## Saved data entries
·····
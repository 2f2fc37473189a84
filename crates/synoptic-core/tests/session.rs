use synoptic_core::{
    AnswerStore, Condition, CoreError, FieldKind, FieldSchema, FormHost, FormSchema, NumericRange,
    SectionSchema, Session, SessionState, Value, present, report_filename,
};

fn form() -> FormSchema {
    FormSchema {
        id: "test".to_string(),
        name: "Test".to_string(),
        title: "TEST PATHOLOGY REPORT".to_string(),
        standard: "AJCC 8th Edition".to_string(),
        posting_date: "June 2025".to_string(),
        slug: "test".to_string(),
        sections: vec![
            SectionSchema::new("TUMOR")
                .note("Select all that apply.")
                .field(FieldSchema::select(
                    "focality",
                    "Tumor Focality",
                    &["Solitary", "Multiple"],
                ))
                .field(
                    FieldSchema::number("num_tumors", "Number of tumors", NumericRange::count(1.0, Some(5.0)))
                        .with_default(1_i64)
                        .visible_when(Condition::equals("focality", "Multiple")),
                )
                .field(FieldSchema::number(
                    "size_cm",
                    "Greatest dimension (cm)",
                    NumericRange::measurement(),
                ))
                .field(FieldSchema::checkbox("satellitosis", "Satellitosis"))
                .field(FieldSchema::date("procedure_date", "Date of Procedure")),
        ],
    }
}

#[test]
fn field_check_accepts_matching_kinds() {
    let f = form();
    assert!(f.field("focality").unwrap().check(&Value::from("Solitary")).is_ok());
    assert!(f.field("focality").unwrap().check(&Value::from("")).is_ok());
    assert!(f.field("size_cm").unwrap().check(&Value::from(2.35)).is_ok());
    assert!(f.field("satellitosis").unwrap().check(&Value::from(true)).is_ok());
    assert!(
        f.field("procedure_date")
            .unwrap()
            .check(&Value::from(jiff::civil::date(2025, 3, 14)))
            .is_ok()
    );
}

#[test]
fn field_check_rejects_bad_values() {
    let f = form();
    assert!(matches!(
        f.field("focality").unwrap().check(&Value::from("Several")),
        Err(CoreError::InvalidOption { .. })
    ));
    assert!(matches!(
        f.field("size_cm").unwrap().check(&Value::from("big")),
        Err(CoreError::KindMismatch {
            expected: FieldKind::Number,
            ..
        })
    ));

    let err = f
        .field("num_tumors")
        .unwrap()
        .check(&Value::from(6_i64))
        .unwrap_err();
    assert_eq!(
        err.to_string(),
        "validation failed: Number of tumors 6 is outside range [1, 5]"
    );
    assert!(f.field("num_tumors").unwrap().check(&Value::from(2.5)).is_err());
    assert!(f.field("size_cm").unwrap().check(&Value::from(-1.0)).is_err());
}

#[test]
fn set_answer_validates_against_schema() {
    let f = form();
    let mut session = Session::new(&f);
    assert_eq!(session.state, SessionState::Editing);

    assert_eq!(session.set_answer(&f, "focality", "Multiple").unwrap(), None);
    assert_eq!(
        session.set_answer(&f, "focality", "Solitary").unwrap(),
        Some(Value::from("Multiple"))
    );
    assert!(matches!(
        session.set_answer(&f, "unknown", "x"),
        Err(CoreError::UnknownField { .. })
    ));
    assert!(session.set_answer(&f, "num_tumors", 9_i64).is_err());
    assert_eq!(session.answers.len(), 1);

    assert_eq!(session.clear_answer("focality"), Some(Value::from("Solitary")));
    assert!(session.answers.is_empty());
}

#[test]
fn date_shaped_answers_fit_text_and_date_fields() {
    let mut f = form();
    f.sections[0] = f.sections[0]
        .clone()
        .field(FieldSchema::text("case_id", "Case ID"));
    let mut session = Session::new(&f);

    assert!(session.set_answer(&f, "case_id", "2025-06-01").is_ok());
    assert_eq!(session.answers.get("case_id"), Some(&Value::from("2025-06-01")));

    let from_json: Value = serde_json::from_str("\"2025-03-14\"").unwrap();
    assert!(session.set_answer(&f, "procedure_date", from_json).is_ok());
    assert!(session.set_answer(&f, "procedure_date", "").is_ok());
    assert!(matches!(
        session.set_answer(&f, "procedure_date", "last Tuesday"),
        Err(CoreError::KindMismatch {
            expected: FieldKind::Date,
            ..
        })
    ));
}

#[test]
fn set_answer_rejects_foreign_schema() {
    let f = form();
    let mut other = form();
    other.id = "other".to_string();

    let mut session = Session::new(&f);
    assert!(matches!(
        session.set_answer(&other, "focality", "Solitary"),
        Err(CoreError::FormMismatch { .. })
    ));
}

#[test]
fn lifecycle_is_one_way_until_new_case() {
    let f = form();
    let mut session = Session::new(&f);
    session.set_answer(&f, "satellitosis", true).unwrap();

    session.mark_report_generated();
    assert_eq!(session.state, SessionState::ReportGenerated);
    assert!(session.generated_at.is_some());

    // Generating again keeps the state and the answers.
    session.mark_report_generated();
    assert_eq!(session.state, SessionState::ReportGenerated);
    assert_eq!(session.answers.len(), 1);

    let old_id = session.id;
    session.start_new_case();
    assert_ne!(session.id, old_id);
    assert_eq!(session.state, SessionState::Editing);
    assert!(session.answers.is_empty());
    assert!(session.generated_at.is_none());
    assert_eq!(session.form_id, "test");
}

#[test]
fn filename_follows_download_convention() {
    let at = jiff::civil::date(2025, 6, 9).at(14, 5, 7, 0);
    assert_eq!(
        report_filename("ampulla_vater", at),
        "ampulla_vater_pathology_report_20250609_140507.txt"
    );
}

/// Answers from a scripted list; records what it was asked.
struct ScriptedHost {
    replies: Vec<(&'static str, Option<Value>)>,
    asked: Vec<(String, Option<Value>)>,
    headings: Vec<(String, usize)>,
    notes: Vec<String>,
}

impl ScriptedHost {
    fn new(replies: Vec<(&'static str, Option<Value>)>) -> Self {
        Self {
            replies,
            asked: Vec::new(),
            headings: Vec::new(),
            notes: Vec::new(),
        }
    }
}

impl FormHost for ScriptedHost {
    fn heading(&mut self, title: &str, depth: usize) {
        self.headings.push((title.to_string(), depth));
    }

    fn note(&mut self, text: &str) {
        self.notes.push(text.to_string());
    }

    fn input(&mut self, field: &FieldSchema, current: Option<&Value>) -> Option<Value> {
        self.asked.push((field.key.clone(), current.cloned()));
        self.replies
            .iter()
            .find(|(key, _)| *key == field.key)
            .map(|(_, reply)| reply.clone())
            .unwrap_or_else(|| current.cloned())
    }
}

#[test]
fn present_reveals_dependents_in_the_same_pass() {
    let f = form();
    let mut store = AnswerStore::new("test");
    let mut host = ScriptedHost::new(vec![("focality", Some(Value::from("Multiple")))]);

    let rejected = present(&f, &mut store, &mut host);
    assert!(rejected.is_empty());
    assert_eq!(host.headings, vec![("TUMOR".to_string(), 0)]);
    assert_eq!(host.notes, vec!["Select all that apply.".to_string()]);

    let asked: Vec<&str> = host.asked.iter().map(|(k, _)| k.as_str()).collect();
    assert_eq!(
        asked,
        ["focality", "num_tumors", "size_cm", "satellitosis", "procedure_date"]
    );
    // The default is offered and kept.
    assert_eq!(host.asked[1].1, Some(Value::from(1_i64)));
    assert_eq!(store.get("num_tumors"), Some(&Value::from(1_i64)));
}

#[test]
fn present_skips_hidden_fields_and_collects_rejections() {
    let f = form();
    let mut store = AnswerStore::new("test").with("num_tumors", 3_i64);
    let mut host = ScriptedHost::new(vec![
        ("focality", Some(Value::from("Solitary"))),
        ("size_cm", Some(Value::from("large"))),
        ("satellitosis", None),
    ]);

    let rejected = present(&f, &mut store, &mut host);
    assert_eq!(rejected.len(), 1);
    assert!(matches!(rejected[0], CoreError::KindMismatch { .. }));
    assert!(!host.asked.iter().any(|(k, _)| k == "num_tumors"));

    // Hidden answers are left alone; rejected and cleared ones are absent.
    assert_eq!(store.get("num_tumors"), Some(&Value::from(3_i64)));
    assert!(store.get("size_cm").is_none());
    assert!(store.get("satellitosis").is_none());
}

#[test]
fn present_refuses_foreign_store() {
    let f = form();
    let mut store = AnswerStore::new("kidney");
    let mut host = ScriptedHost::new(Vec::new());
    let rejected = present(&f, &mut store, &mut host);
    assert!(matches!(rejected[0], CoreError::FormMismatch { .. }));
    assert!(host.asked.is_empty());
}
·····
## DESCRIPTION OF THE TASK
A single number is required: the count of lines in the records that include the string "ScriptedHost".

## EXPECTED OUTPUT
6